CSS3 box-sizing property (resend with smaller patch).
Germain Garand
germain at ebooksfrance.org
Thu Nov 4 23:09:08 GMT 2004
Le Jeudi 04 Novembre 2004 14:23, Allan Sandfeld Jensen a écrit :
> Hi!
>
Hi Allan,
> Just wanted to get peoples opinion before commiting my next patch that
> implements the suggested CSS3 property box-sizing.
> It already exists in MacIE and Opera, and in Mozilla under -moz-box-sizing,
> but it seems it is only luke-warm for CSS3.
> It is used for manually telling which box-model the webpage is using. The
> old WinIE (border-box) or the CSS standard one (content-box).
>
> Since there are already webpages out there using it, I suggest implementing
> it and under the box-sizing property. Another option would be using
> -khtml-box-sizing, but then it wouldn't work with any existing webpages.
are you aware CSS3 is a working draft, i.e, not even a proposed
recommendation? I think it is pretty irresponsible to directly expose
properties defined in there. They are definetly not suggested by the working
group yet. They very well might be dead by tomorrow, for all I know.
In this specific case the blurb on top of section 9 at
http://www.w3.org/TR/css3-box/, is clearly not comforting the viability of
this property:
"9. The 'box-width' and 'box-height' properties (or 'box-sizing'?)
[...]
The property 'box-sizing' was first proposed to provide an upgrade path for
certain browsers that interpreted 'width' the wrong way. 'Box-width' and
'box-height' are proposed as improved versions of 'box-sizing'. However,
newer versions of those browsers have already fixed the bug and it is not
clear that these properties are really needed anymore."
>
> I discovered another odd thing while doing this. It seems that WinIE 6.0
> and Opera uses the border-box model in quirk mode, while Mozilla and
> Konqueror always uses the standard. I thought we usually tried to mimick
> WinIE behavior rather than Netscape, should we add box-sizing to the quirk
> css, now that it is easy?
MSIE is merely paying for its past mistake about the box model- it had no
choice but to implement that backward compatible hack.
I add the same dilemma about IE quirky font-sizes and eventually dropped the
idea when thinking that:
1) Gecko is gaining momentum, thus turning IE quirks less and less relevants
2) we have "like Gecko" in the UA (mmh...)

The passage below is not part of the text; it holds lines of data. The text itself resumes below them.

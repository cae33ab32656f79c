//! Face alignment via 4-DOF similarity transform.
//!
//! Aligns detected faces to a canonical 112×112 position using the five
//! InsightFace reference landmarks and least-squares estimation.

use image::{Rgb, RgbImage};

/// ArcFace reference landmarks for a 112×112 output.
const REFERENCE_LANDMARKS_112: [(f32, f32); 5] = [
    (38.2946, 51.6963), // left eye
    (73.5318, 51.5014), // right eye
    (56.0252, 71.7366), // nose
    (41.5493, 92.3655), // left mouth
    (70.7299, 92.2041), // right mouth
];

const ALIGNED_SIZE: u32 = 112;

/// Estimate a 2×3 similarity transform (4-DOF: scale, rotation, translation)
/// from `src` landmarks to `dst` landmarks using least-squares.
///
/// Returns [a, -b, tx, b, a, ty] representing the matrix:
/// ```text
/// | a  -b  tx |
/// | b   a  ty |
/// ```
fn estimate_similarity_transform(src: &[(f32, f32); 5], dst: &[(f32, f32); 5]) -> [f32; 6] {
    // Build overdetermined system A * [a, b, tx, ty]^T = B
    // For each point pair (sx, sy) -> (dx, dy):
    //   sx * a - sy * b + tx = dx
    //   sy * a + sx * b + ty = dy
    let mut ata = [0.0f32; 16]; // 4x4, row-major
    let mut atb = [0.0f32; 4]; // 4x1

    for i in 0..5 {
        let (sx, sy) = src[i];
        let (dx, dy) = dst[i];

        // Row 1: [sx, -sy, 1, 0] * [a, b, tx, ty]^T = dx
        let r1 = [sx, -sy, 1.0, 0.0];
        // Row 2: [sy, sx, 0, 1] * [a, b, tx, ty]^T = dy
        let r2 = [sy, sx, 0.0, 1.0];

        for j in 0..4 {
            for k in 0..4 {
                ata[j * 4 + k] += r1[j] * r1[k] + r2[j] * r2[k];
            }
            atb[j] += r1[j] * dx + r2[j] * dy;
        }
    }

    // Solve 4x4 system via Gaussian elimination with partial pivoting
    let x = solve_4x4(&ata, &atb);
    let (a, b, tx, ty) = (x[0], x[1], x[2], x[3]);

    [a, -b, tx, b, a, ty]
}

/// Solve a 4×4 linear system via Gaussian elimination with partial pivoting.
#[allow(clippy::needless_range_loop)]
fn solve_4x4(ata: &[f32; 16], atb: &[f32; 4]) -> [f32; 4] {
    // Augmented matrix [A | b] as 4x5
    let mut m = [[0.0f32; 5]; 4];
    for i in 0..4 {
        for j in 0..4 {
            m[i][j] = ata[i * 4 + j];
        }
        m[i][4] = atb[i];
    }

    // Forward elimination with partial pivoting
    for col in 0..4 {
        // Find pivot
        let mut max_row = col;
        let mut max_val = m[col][col].abs();
        for row in (col + 1)..4 {
            if m[row][col].abs() > max_val {
                max_val = m[row][col].abs();
                max_row = row;
            }
        }
        m.swap(col, max_row);

        let pivot = m[col][col];
        if pivot.abs() < 1e-12 {
            return [1.0, 0.0, 0.0, 0.0]; // fallback: identity-ish
        }

        for row in (col + 1)..4 {
            let factor = m[row][col] / pivot;
            for j in col..5 {
                m[row][j] -= factor * m[col][j];
            }
        }
    }

    // Back substitution
    let mut x = [0.0f32; 4];
    for i in (0..4).rev() {
        x[i] = m[i][4];
        for j in (i + 1)..4 {
            x[i] -= m[i][j] * x[j];
        }
        x[i] /= m[i][i];
    }

    x
}

/// Apply a 2×3 affine warp to produce an output image.
///
/// Inverse-maps each output pixel and samples with bilinear interpolation per
/// RGB channel. Out-of-bounds pixels are filled with black.
fn warp_affine(image: &RgbImage, matrix: &[f32; 6], out_size: u32) -> RgbImage {
    let (a, _neg_b, tx) = (matrix[0], matrix[1], matrix[2]);
    let (b, _a2, ty) = (matrix[3], matrix[4], matrix[5]);

    // Invert the 2x2 part: M = [[a, -b], [b, a]], det = a^2 + b^2
    let det = a * a + b * b;
    if det.abs() < 1e-12 {
        return RgbImage::new(out_size, out_size);
    }
    let inv_det = 1.0 / det;
    let ia = a * inv_det;
    let ib = b * inv_det;

    let src_width = image.width() as i32;
    let src_height = image.height() as i32;

    let mut output = RgbImage::new(out_size, out_size);

    for oy in 0..out_size {
        for ox in 0..out_size {
            // Map output pixel back to source: src = M_inv * (dst - t)
            let dx = ox as f32 - tx;
            let dy = oy as f32 - ty;
            let sx = ia * dx + ib * dy;
            let sy = -ib * dx + ia * dy;

            // Bilinear interpolation
            let x0 = sx.floor() as i32;
            let y0 = sy.floor() as i32;
            let x1 = x0 + 1;
            let y1 = y0 + 1;
            let fx = sx - x0 as f32;
            let fy = sy - y0 as f32;

            let sample = |x: i32, y: i32| -> [f32; 3] {
                if x >= 0 && x < src_width && y >= 0 && y < src_height {
                    let p = image.get_pixel(x as u32, y as u32).0;
                    [p[0] as f32, p[1] as f32, p[2] as f32]
                } else {
                    [0.0, 0.0, 0.0]
                }
            };

            let tl = sample(x0, y0);
            let tr = sample(x1, y0);
            let bl = sample(x0, y1);
            let br = sample(x1, y1);

            let mut out = [0u8; 3];
            for c in 0..3 {
                let val = tl[c] * (1.0 - fx) * (1.0 - fy)
                    + tr[c] * fx * (1.0 - fy)
                    + bl[c] * (1.0 - fx) * fy
                    + br[c] * fx * fy;
                out[c] = val.round().clamp(0.0, 255.0) as u8;
            }

            output.put_pixel(ox, oy, Rgb(out));
        }
    }

    output
}

/// Align a detected face to a canonical 112×112 crop.
///
/// Takes the full RGB image and five detected facial landmarks, computes the
/// similarity transform to the reference positions, and warps the face region
/// into a 112×112 aligned output suitable for ArcFace embedding extraction.
pub fn align_face(image: &RgbImage, landmarks: &[(f32, f32); 5]) -> RgbImage {
    let matrix = estimate_similarity_transform(landmarks, &REFERENCE_LANDMARKS_112);
    warp_affine(image, &matrix, ALIGNED_SIZE)
}

#[cfg(test)]
mod tests {
    use super::*;

    #[test]
    fn test_identity_transform() {
        // When src == dst, transform should be identity-like (a≈1, b≈0)
        let pts = REFERENCE_LANDMARKS_112;
        let m = estimate_similarity_transform(&pts, &pts);

        // a ≈ 1.0
        assert!((m[0] - 1.0).abs() < 1e-4, "a = {}", m[0]);
        // -b ≈ 0.0
        assert!(m[1].abs() < 1e-4, "-b = {}", m[1]);
        // tx ≈ 0.0
        assert!(m[2].abs() < 1e-3, "tx = {}", m[2]);
        // b ≈ 0.0
        assert!(m[3].abs() < 1e-4, "b = {}", m[3]);
        // a ≈ 1.0
        assert!((m[4] - 1.0).abs() < 1e-4, "a2 = {}", m[4]);
        // ty ≈ 0.0
        assert!(m[5].abs() < 1e-3, "ty = {}", m[5]);
    }

    #[test]
    fn test_scaled_transform() {
        // Source landmarks at 2x scale → transform should have a ≈ 0.5
        let src: [(f32, f32); 5] = [
            (76.5892, 103.3926),
            (147.0636, 103.0028),
            (112.0504, 143.4732),
            (83.0986, 184.7310),
            (141.4598, 184.4082),
        ];
        let m = estimate_similarity_transform(&src, &REFERENCE_LANDMARKS_112);

        // Scale factor should be ~0.5
        assert!((m[0] - 0.5).abs() < 0.05, "a = {}, expected ~0.5", m[0]);
    }

    #[test]
    fn test_warp_output_size() {
        let image = RgbImage::from_pixel(640, 480, Rgb([128, 128, 128]));
        let m = [1.0, 0.0, 0.0, 0.0, 1.0, 0.0]; // identity
        let out = warp_affine(&image, &m, 112);
        assert_eq!(out.dimensions(), (112, 112));
    }

    #[test]
    fn test_align_face_output_size() {
        let image = RgbImage::from_pixel(640, 480, Rgb([128, 128, 128]));
        let landmarks = REFERENCE_LANDMARKS_112; // landmarks at reference positions
        let aligned = align_face(&image, &landmarks);
        assert_eq!(aligned.dimensions(), (112, 112));
    }

    #[test]
    fn test_warp_preserves_color_channels() {
        // Identity warp of a solid color keeps the color (no channel swap).
        let image = RgbImage::from_pixel(200, 200, Rgb([200, 50, 10]));
        let m = [1.0, 0.0, 0.0, 0.0, 1.0, 0.0];
        let out = warp_affine(&image, &m, 112);
        assert_eq!(out.get_pixel(56, 56).0, [200, 50, 10]);
    }

    #[test]
    fn test_landmark_roundtrip() {
        // Place a bright patch at a landmark position, verify it lands near the
        // reference position after alignment.
        let mut image = RgbImage::new(200, 200);

        let src_landmarks: [(f32, f32); 5] = [
            (80.0, 60.0),
            (120.0, 60.0),
            (100.0, 85.0),
            (85.0, 110.0),
            (115.0, 110.0),
        ];

        // Paint a 5x5 bright patch at the left eye position (survives bilinear interpolation)
        let lx = src_landmarks[0].0 as u32;
        let ly = src_landmarks[0].1 as u32;
        for dy in 0..5u32 {
            for dx in 0..5u32 {
                let px = lx.wrapping_sub(2) + dx;
                let py = ly.wrapping_sub(2) + dy;
                if px < 200 && py < 200 {
                    image.put_pixel(px, py, Rgb([255, 255, 255]));
                }
            }
        }

        let aligned = align_face(&image, &src_landmarks);

        // The reference left eye position is (38.29, 51.70).
        // Sample a small area around it and check for non-zero brightness.
        let ref_x = REFERENCE_LANDMARKS_112[0].0.round() as u32;
        let ref_y = REFERENCE_LANDMARKS_112[0].1.round() as u32;

        let mut max_val = 0u8;
        for dy in 0..3u32 {
            for dx in 0..3u32 {
                let x = ref_x.wrapping_sub(1) + dx;
                let y = ref_y.wrapping_sub(1) + dy;
                if x < 112 && y < 112 {
                    max_val = max_val.max(aligned.get_pixel(x, y).0[0]);
                }
            }
        }
        assert!(max_val > 100, "Expected bright patch near reference left eye ({ref_x}, {ref_y}), max={max_val}");
    }
}
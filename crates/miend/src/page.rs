//! The single HTML page: enroll form, recognize form, result, enrolled list.
//!
//! Hand-assembled document, no template engine. Everything user-supplied is
//! escaped; notices arrive as fixed codes and unknown codes render nothing,
//! so the query string is not an injection vector.

/// One face on the result panel.
pub struct DetectedFace {
    /// Resolved display label (a name, or the unknown label).
    pub label: String,
    /// Best similarity, only for matched faces.
    pub similarity: Option<f32>,
}

/// Data for the result panel of a recognize response.
pub struct RecognitionView {
    /// `data:image/jpeg;base64,...` URI of the annotated upload.
    pub image_data_uri: String,
    pub faces: Vec<DetectedFace>,
}

const STYLE: &str = "body{font-family:sans-serif;max-width:760px;margin:2em auto;padding:0 1em}\
h1{color:#333}\
.section{background:#f5f5f5;padding:1em;margin:1em 0;border-radius:8px}\
.notice{background:#e8f5e9;border-left:4px solid #4caf50;padding:.6em 1em}\
img{max-width:100%}";

/// Render the page.
pub fn render(names: &[String], notice: Option<&str>, result: Option<&RecognitionView>) -> String {
    let notice_html = notice
        .and_then(notice_message)
        .map(|msg| format!("<p class=\"notice\">{msg}</p>"))
        .unwrap_or_default();

    let result_html = result.map(render_result).unwrap_or_default();

    let mut people = String::new();
    for name in names {
        people.push_str(&format!("<li>{}</li>", escape_html(name)));
    }
    let people_html = if people.is_empty() {
        "<p>No one enrolled yet.</p>".to_string()
    } else {
        format!("<ul>{people}</ul>")
    };

    format!(
        "<!doctype html><html><head><meta charset=\"utf-8\">\
<title>Mien face recognition</title>\
<style>{STYLE}</style></head><body>\
<h1>Mien</h1>\
{notice_html}\
<div class=\"section\"><h2>Enroll a face</h2>\
<form action=\"/enroll\" method=\"post\" enctype=\"multipart/form-data\">\
<input type=\"text\" name=\"name\" placeholder=\"Person name\" required> \
<input type=\"file\" name=\"image\" accept=\"image/*\" required> \
<button type=\"submit\">Enroll</button></form></div>\
<div class=\"section\"><h2>Recognize faces</h2>\
<form action=\"/recognize\" method=\"post\" enctype=\"multipart/form-data\">\
<input type=\"file\" name=\"image\" accept=\"image/*\" required> \
<button type=\"submit\">Recognize</button></form></div>\
{result_html}\
<div class=\"section\"><h2>Enrolled people</h2>{people_html}</div>\
</body></html>"
    )
}

fn render_result(view: &RecognitionView) -> String {
    let detected = if view.faces.is_empty() {
        "No faces detected.".to_string()
    } else {
        let labels: Vec<String> = view
            .faces
            .iter()
            .map(|f| match f.similarity {
                Some(sim) => format!("{} ({sim:.2})", escape_html(&f.label)),
                None => escape_html(&f.label),
            })
            .collect();
        format!("Detected: {}", labels.join(", "))
    };

    format!(
        "<div class=\"section\"><h2>Result</h2>\
<img src=\"{}\" alt=\"annotated upload\">\
<p>{detected}</p></div>",
        view.image_data_uri
    )
}

/// Map a notice code from the redirect query string to its banner text.
pub fn notice_message(code: &str) -> Option<&'static str> {
    match code {
        "enrolled" => Some("Face enrolled."),
        "replaced" => Some("Face re-enrolled; the previous embedding was replaced."),
        "missing_name" => Some("Enter a name to enroll."),
        "missing_image" => Some("Choose an image file first."),
        "bad_image" => Some("That file could not be decoded as an image."),
        "no_face" => Some("No face was detected in that image."),
        "error" => Some("Something went wrong; check the server log."),
        _ => None,
    }
}

fn escape_html(s: &str) -> String {
    let mut out = String::with_capacity(s.len());
    for c in s.chars() {
        match c {
            '&' => out.push_str("&amp;"),
            '<' => out.push_str("&lt;"),
            '>' => out.push_str("&gt;"),
            '"' => out.push_str("&quot;"),
            '\'' => out.push_str("&#39;"),
            _ => out.push(c),
        }
    }
    out
}

#[cfg(test)]
mod tests {
    use super::*;

    #[test]
    fn test_render_contains_both_forms() {
        let html = render(&[], None, None);
        assert!(html.contains("action=\"/enroll\""));
        assert!(html.contains("action=\"/recognize\""));
        assert!(html.contains("enctype=\"multipart/form-data\""));
    }

    #[test]
    fn test_render_empty_gallery() {
        let html = render(&[], None, None);
        assert!(html.contains("No one enrolled yet."));
        assert!(!html.contains("<ul>"));
    }

    #[test]
    fn test_render_lists_names_in_order() {
        let names = vec!["alice".to_string(), "bob".to_string()];
        let html = render(&names, None, None);
        let alice = html.find("<li>alice</li>").unwrap();
        let bob = html.find("<li>bob</li>").unwrap();
        assert!(alice < bob);
    }

    #[test]
    fn test_render_escapes_names() {
        let names = vec!["<script>alert(1)</script>".to_string()];
        let html = render(&names, None, None);
        assert!(html.contains("&lt;script&gt;"));
        assert!(!html.contains("<script>"));
    }

    #[test]
    fn test_render_known_notice() {
        let html = render(&[], Some("no_face"), None);
        assert!(html.contains("No face was detected"));
    }

    #[test]
    fn test_render_unknown_notice_is_dropped() {
        let html = render(&[], Some("<img onerror=x>"), None);
        assert!(!html.contains("class=\"notice\""));
        assert!(!html.contains("onerror"));
    }

    #[test]
    fn test_notice_codes_match_what_the_handlers_emit() {
        for code in [
            "enrolled",
            "replaced",
            "missing_name",
            "missing_image",
            "bad_image",
            "no_face",
            "error",
        ] {
            assert!(notice_message(code).is_some(), "unmapped code: {code}");
        }
        // Removal happens over the JSON API and never redirects to the page.
        assert!(notice_message("removed").is_none());
        assert!(notice_message("bogus").is_none());
    }

    #[test]
    fn test_render_result_with_faces() {
        let view = RecognitionView {
            image_data_uri: "data:image/jpeg;base64,QUJD".to_string(),
            faces: vec![
                DetectedFace { label: "alice".into(), similarity: Some(0.83) },
                DetectedFace { label: "Unknown".into(), similarity: None },
            ],
        };
        let html = render(&[], None, Some(&view));
        assert!(html.contains("data:image/jpeg;base64,QUJD"));
        assert!(html.contains("Detected: alice (0.83), Unknown"));
    }

    #[test]
    fn test_render_result_no_faces() {
        let view = RecognitionView {
            image_data_uri: "data:image/jpeg;base64,QUJD".to_string(),
            faces: vec![],
        };
        let html = render(&[], None, Some(&view));
        assert!(html.contains("No faces detected."));
    }

    #[test]
    fn test_escape_html() {
        assert_eq!(escape_html("a&b<c>\"d'"), "a&amp;b&lt;c&gt;&quot;d&#39;");
    }
}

3) we are even considering dropping document.all
4) it just feels wrong to inflicts to our users the same legacy contorsions
and pains than MSIE inflicts to theirs when they want to write simple, non
doctyped, html...
Whatever we decide, I think we must get over the IE/Gecko identity crisis,
because that is doing us no good, and simply aims at the most standard
compatible quirk mode whenever we have a choice.